**Provided records:**

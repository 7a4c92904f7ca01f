//! Platform services the popup subsystem needs, and a headless
//! implementation.
//!
//! A desktop backend implements [`Platform`] over its windowing library:
//! monitors, the pointer position and decoration-less, non-activating,
//! always-on-top surfaces. [`HeadlessPlatform`] keeps everything in memory
//! and exposes it through a [`HeadlessHandle`] for tests.

use std::sync::Arc;

use parking_lot::Mutex;
use raw_window_handle::{RawDisplayHandle, RawWindowHandle};

use super::placement::Monitor;
use crate::error::{Result, UiError};
use crate::geometry::{Point, Rect};
use crate::render::{RecordingHandle, RecordingRenderer, Renderer};

// ---------------------------------------------------------------------------
// Traits
// ---------------------------------------------------------------------------

/// A top-level surface that hosts one popup.
pub trait PopupSurface {
    /// Move and resize, in screen coordinates.
    fn set_bounds(&mut self, bounds: Rect);

    fn bounds(&self) -> Rect;

    fn show(&mut self);

    fn hide(&mut self);

    fn is_visible(&self) -> bool;

    /// Whole-surface opacity, used by fade animations.
    fn set_opacity(&mut self, opacity: f32);

    /// A renderer bound to this surface.
    fn create_renderer(&mut self) -> Box<dyn Renderer>;

    fn window_handle(&self) -> Option<RawWindowHandle> {
        None
    }

    fn display_handle(&self) -> Option<RawDisplayHandle> {
        None
    }
}

/// Windowing services.
pub trait Platform {
    /// Connected monitors. May be empty.
    fn monitors(&self) -> Vec<Monitor>;

    /// Pointer position in screen coordinates, if known.
    fn pointer_position(&self) -> Option<Point>;

    /// Create a hidden popup surface.
    fn create_popup_surface(&mut self) -> Result<Box<dyn PopupSurface>>;
}

// ---------------------------------------------------------------------------
// Headless
// ---------------------------------------------------------------------------

/// State of one headless popup surface.
#[derive(Debug, Clone, Default)]
pub struct SurfaceRecord {
    pub bounds: Rect,
    pub visible: bool,
    pub opacity: f32,
    /// Frames drawn on this surface.
    pub renderer: RecordingHandle,
}

#[derive(Debug, Default)]
struct HeadlessState {
    monitors: Vec<Monitor>,
    pointer: Option<Point>,
    surfaces: Vec<SurfaceRecord>,
    fail_surfaces: bool,
}

/// Shared view of a [`HeadlessPlatform`].
#[derive(Debug, Clone, Default)]
pub struct HeadlessHandle {
    state: Arc<Mutex<HeadlessState>>,
}

impl HeadlessHandle {
    pub fn set_monitors(&self, monitors: Vec<Monitor>) {
        self.state.lock().monitors = monitors;
    }

    pub fn set_pointer_position(&self, position: Option<Point>) {
        self.state.lock().pointer = position;
    }

    /// Make surface creation fail until reset.
    pub fn fail_surface_creation(&self, fail: bool) {
        self.state.lock().fail_surfaces = fail;
    }

    /// Every surface created so far, in creation order.
    pub fn surfaces(&self) -> Vec<SurfaceRecord> {
        self.state.lock().surfaces.clone()
    }

    /// Surfaces currently shown.
    pub fn visible_surfaces(&self) -> Vec<SurfaceRecord> {
        self.state
            .lock()
            .surfaces
            .iter()
            .filter(|s| s.visible)
            .cloned()
            .collect()
    }
}

/// In-memory [`Platform`]. Defaults to one 1920x1080 monitor.
#[derive(Debug, Clone)]
pub struct HeadlessPlatform {
    handle: HeadlessHandle,
}

impl HeadlessPlatform {
    pub fn new() -> Self {
        let handle = HeadlessHandle::default();
        handle.set_monitors(vec![Monitor::new(Rect::new(0.0, 0.0, 1920.0, 1080.0))]);
        Self { handle }
    }

    pub fn handle(&self) -> HeadlessHandle {
        self.handle.clone()
    }
}

impl Default for HeadlessPlatform {
    fn default() -> Self {
        Self::new()
    }
}

impl Platform for HeadlessPlatform {
    fn monitors(&self) -> Vec<Monitor> {
        self.handle.state.lock().monitors.clone()
    }

    fn pointer_position(&self) -> Option<Point> {
        self.handle.state.lock().pointer
    }

    fn create_popup_surface(&mut self) -> Result<Box<dyn PopupSurface>> {
        let mut state = self.handle.state.lock();
        if state.fail_surfaces {
            return Err(UiError::SurfaceLost(
                "headless platform refused to create a surface".into(),
            ));
        }
        let index = state.surfaces.len();
        state.surfaces.push(SurfaceRecord {
            opacity: 1.0,
            ..SurfaceRecord::default()
        });
        Ok(Box::new(HeadlessSurface {
            index,
            state: self.handle.state.clone(),
        }))
    }
}

struct HeadlessSurface {
    index: usize,
    state: Arc<Mutex<HeadlessState>>,
}

impl HeadlessSurface {
    fn with<R>(&self, f: impl FnOnce(&mut SurfaceRecord) -> R) -> Option<R> {
        self.state.lock().surfaces.get_mut(self.index).map(f)
    }
}

impl PopupSurface for HeadlessSurface {
    fn set_bounds(&mut self, bounds: Rect) {
        self.with(|s| s.bounds = bounds);
    }

    fn bounds(&self) -> Rect {
        self.with(|s| s.bounds).unwrap_or(Rect::EMPTY)
    }

    fn show(&mut self) {
        self.with(|s| s.visible = true);
    }

    fn hide(&mut self) {
        self.with(|s| s.visible = false);
    }

    fn is_visible(&self) -> bool {
        self.with(|s| s.visible).unwrap_or(false)
    }

    fn set_opacity(&mut self, opacity: f32) {
        self.with(|s| s.opacity = opacity);
    }

    fn create_renderer(&mut self) -> Box<dyn Renderer> {
        let renderer = RecordingRenderer::new();
        let handle = renderer.handle();
        self.with(|s| s.renderer = handle);
        Box::new(renderer)
    }
}

// ===========================================================================
// Tests
// ===========================================================================

#[cfg(test)]
mod tests {
    use super::*;

    #[test]
    fn default_has_one_monitor() {
        let platform = HeadlessPlatform::new();
        assert_eq!(platform.monitors().len(), 1);
        assert_eq!(platform.pointer_position(), None);
    }

    #[test]
    fn surfaces_are_visible_through_handle() {
        let mut platform = HeadlessPlatform::new();
        let handle = platform.handle();
        let mut surface = platform.create_popup_surface().unwrap();
        surface.set_bounds(Rect::new(10.0, 20.0, 30.0, 40.0));
        surface.show();
        assert!(surface.is_visible());
        assert_eq!(handle.visible_surfaces().len(), 1);
        assert_eq!(handle.surfaces()[0].bounds, Rect::new(10.0, 20.0, 30.0, 40.0));
        surface.hide();
        assert!(handle.visible_surfaces().is_empty());
    }

    #[test]
    fn creation_failure_is_surface_lost() {
        let mut platform = HeadlessPlatform::new();
        platform.handle().fail_surface_creation(true);
        assert!(matches!(
            platform.create_popup_surface(),
            Err(UiError::SurfaceLost(_))
        ));
    }
}
//! A headless renderer that records every frame.
//!
//! [`RecordingRenderer`] keeps its state behind a shared handle so tests can
//! inspect frames after the renderer has been moved into a host.

use std::sync::Arc;

use parking_lot::Mutex;

use super::list::RenderList;
use super::renderer::{Extent, FrameContext, Renderer, RendererParams};
use crate::error::{Result, UiError};

/// One presented frame.
#[derive(Debug, Clone)]
pub struct RecordedFrame {
    pub context: FrameContext,
    pub lists: Vec<RenderList>,
}

impl RecordedFrame {
    /// The first list drawn in this frame, or an empty list.
    pub fn list(&self) -> RenderList {
        self.lists.first().cloned().unwrap_or_default()
    }
}

/// Everything the recording renderer has seen.
#[derive(Debug, Default)]
pub struct RecordingState {
    pub initialized: bool,
    pub params: Option<RendererParams>,
    pub extent: Extent,
    pub frames: Vec<RecordedFrame>,
    pub resizes: Vec<Extent>,
    pub shutdowns: usize,
    /// Draws of unbalanced lists.
    pub unbalanced: usize,
    /// Frames closed by `end_frame` after a failed draw.
    pub aborted: usize,
    in_frame: Option<RecordedFrame>,
    draw_failed: bool,
    fail_init: bool,
    fail_frames: usize,
    fail_draws: usize,
}

/// Shared view of a [`RecordingRenderer`]'s state.
#[derive(Debug, Clone, Default)]
pub struct RecordingHandle {
    state: Arc<Mutex<RecordingState>>,
}

impl RecordingHandle {
    pub fn frame_count(&self) -> usize {
        self.state.lock().frames.len()
    }

    /// The last presented frame.
    pub fn last_frame(&self) -> Option<RecordedFrame> {
        self.state.lock().frames.last().cloned()
    }

    /// The first list of the last presented frame.
    pub fn last_list(&self) -> Option<RenderList> {
        self.last_frame().map(|f| f.list())
    }

    pub fn is_initialized(&self) -> bool {
        self.state.lock().initialized
    }

    pub fn extent(&self) -> Extent {
        self.state.lock().extent
    }

    pub fn resizes(&self) -> Vec<Extent> {
        self.state.lock().resizes.clone()
    }

    pub fn shutdowns(&self) -> usize {
        self.state.lock().shutdowns
    }

    pub fn unbalanced_draws(&self) -> usize {
        self.state.lock().unbalanced
    }

    /// Make the next `initialize` or `resize` fail.
    pub fn fail_next_init(&self) {
        self.state.lock().fail_init = true;
    }

    /// Make the next `count` frames fail in `begin_frame`.
    pub fn fail_frames(&self, count: usize) {
        self.state.lock().fail_frames = count;
    }

    /// Make the next `count` draws fail.
    pub fn fail_draws(&self, count: usize) {
        self.state.lock().fail_draws = count;
    }

    /// Frames that were begun, failed in `draw`, and were closed.
    pub fn aborted_frames(&self) -> usize {
        self.state.lock().aborted
    }

    /// Between `begin_frame` and `end_frame`.
    pub fn is_mid_frame(&self) -> bool {
        self.state.lock().in_frame.is_some()
    }

    /// Run `f` with the raw state.
    pub fn with_state<R>(&self, f: impl FnOnce(&RecordingState) -> R) -> R {
        f(&self.state.lock())
    }
}

/// In-memory [`Renderer`].
#[derive(Debug, Default)]
pub struct RecordingRenderer {
    handle: RecordingHandle,
}

impl RecordingRenderer {
    pub fn new() -> Self {
        Self::default()
    }

    /// A handle that stays valid after the renderer is boxed.
    pub fn handle(&self) -> RecordingHandle {
        self.handle.clone()
    }
}

impl Renderer for RecordingRenderer {
    fn name(&self) -> &str {
        "recording"
    }

    fn initialize(&mut self, params: &RendererParams) -> Result<()> {
        let mut state = self.handle.state.lock();
        if std::mem::take(&mut state.fail_init) {
            state.initialized = false;
            return Err(UiError::SurfaceLost("recording renderer refused to initialize".into()));
        }
        state.initialized = true;
        state.extent = params.extent;
        state.params = Some(params.clone());
        Ok(())
    }

    fn resize(&mut self, extent: Extent) -> Result<()> {
        let mut state = self.handle.state.lock();
        if std::mem::take(&mut state.fail_init) {
            state.initialized = false;
            return Err(UiError::SurfaceLost(format!(
                "resize to {}x{} failed",
                extent.width, extent.height
            )));
        }
        state.extent = extent;
        state.resizes.push(extent);
        Ok(())
    }

    fn begin_frame(&mut self, ctx: &FrameContext) -> Result<()> {
        let mut state = self.handle.state.lock();
        if !state.initialized {
            return Err(UiError::SurfaceLost("renderer not initialized".into()));
        }
        if state.fail_frames > 0 {
            state.fail_frames -= 1;
            return Err(UiError::SurfaceLost("frame dropped".into()));
        }
        state.in_frame = Some(RecordedFrame {
            context: *ctx,
            lists: Vec::new(),
        });
        state.draw_failed = false;
        Ok(())
    }

    fn draw(&mut self, list: &RenderList) -> Result<()> {
        let mut state = self.handle.state.lock();
        if !list.is_balanced() {
            state.unbalanced += 1;
        }
        if state.in_frame.is_some() && state.fail_draws > 0 {
            state.fail_draws -= 1;
            state.draw_failed = true;
            return Err(UiError::SurfaceLost("draw failed".into()));
        }
        match state.in_frame.as_mut() {
            Some(frame) => {
                frame.lists.push(list.clone());
                Ok(())
            }
            None => Err(UiError::SurfaceLost("draw outside of a frame".into())),
        }
    }

    fn end_frame(&mut self) -> Result<()> {
        let mut state = self.handle.state.lock();
        match state.in_frame.take() {
            Some(_) if std::mem::take(&mut state.draw_failed) => {
                state.aborted += 1;
                Ok(())
            }
            Some(frame) => {
                state.frames.push(frame);
                Ok(())
            }
            None => Err(UiError::SurfaceLost("end_frame without begin_frame".into())),
        }
    }

    fn shutdown(&mut self) {
        let mut state = self.handle.state.lock();
        state.initialized = false;
        state.in_frame = None;
        state.shutdowns += 1;
    }
}

// ===========================================================================
// Tests
// ===========================================================================

#[cfg(test)]
mod tests {
    use super::*;
    use crate::render::list::RenderCommand;

    #[test]
    fn records_frames_through_handle() {
        let mut renderer = RecordingRenderer::new();
        let handle = renderer.handle();
        renderer.initialize(&RendererParams::headless(Extent::new(10, 10))).unwrap();
        renderer.begin_frame(&FrameContext::default()).unwrap();
        let mut list = RenderList::new();
        list.push(RenderCommand::PopClip);
        renderer.draw(&list).unwrap();
        renderer.end_frame().unwrap();
        assert_eq!(handle.frame_count(), 1);
        assert_eq!(handle.unbalanced_draws(), 1);
        assert_eq!(handle.last_list().unwrap().len(), 1);
    }

    #[test]
    fn uninitialized_renderer_refuses_frames() {
        let mut renderer = RecordingRenderer::new();
        let handle = renderer.handle();
        handle.fail_next_init();
        assert!(matches!(
            renderer.initialize(&RendererParams::headless(Extent::new(1, 1))),
            Err(UiError::SurfaceLost(_))
        ));
        assert!(renderer.begin_frame(&FrameContext::default()).is_err());
        renderer.initialize(&RendererParams::headless(Extent::new(1, 1))).unwrap();
        assert!(renderer.begin_frame(&FrameContext::default()).is_ok());
    }
}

**Task to complete:** Going through the listing above, please work out how many lines contain the word "coordinates", and give the number alone.

**Response to this task:** 2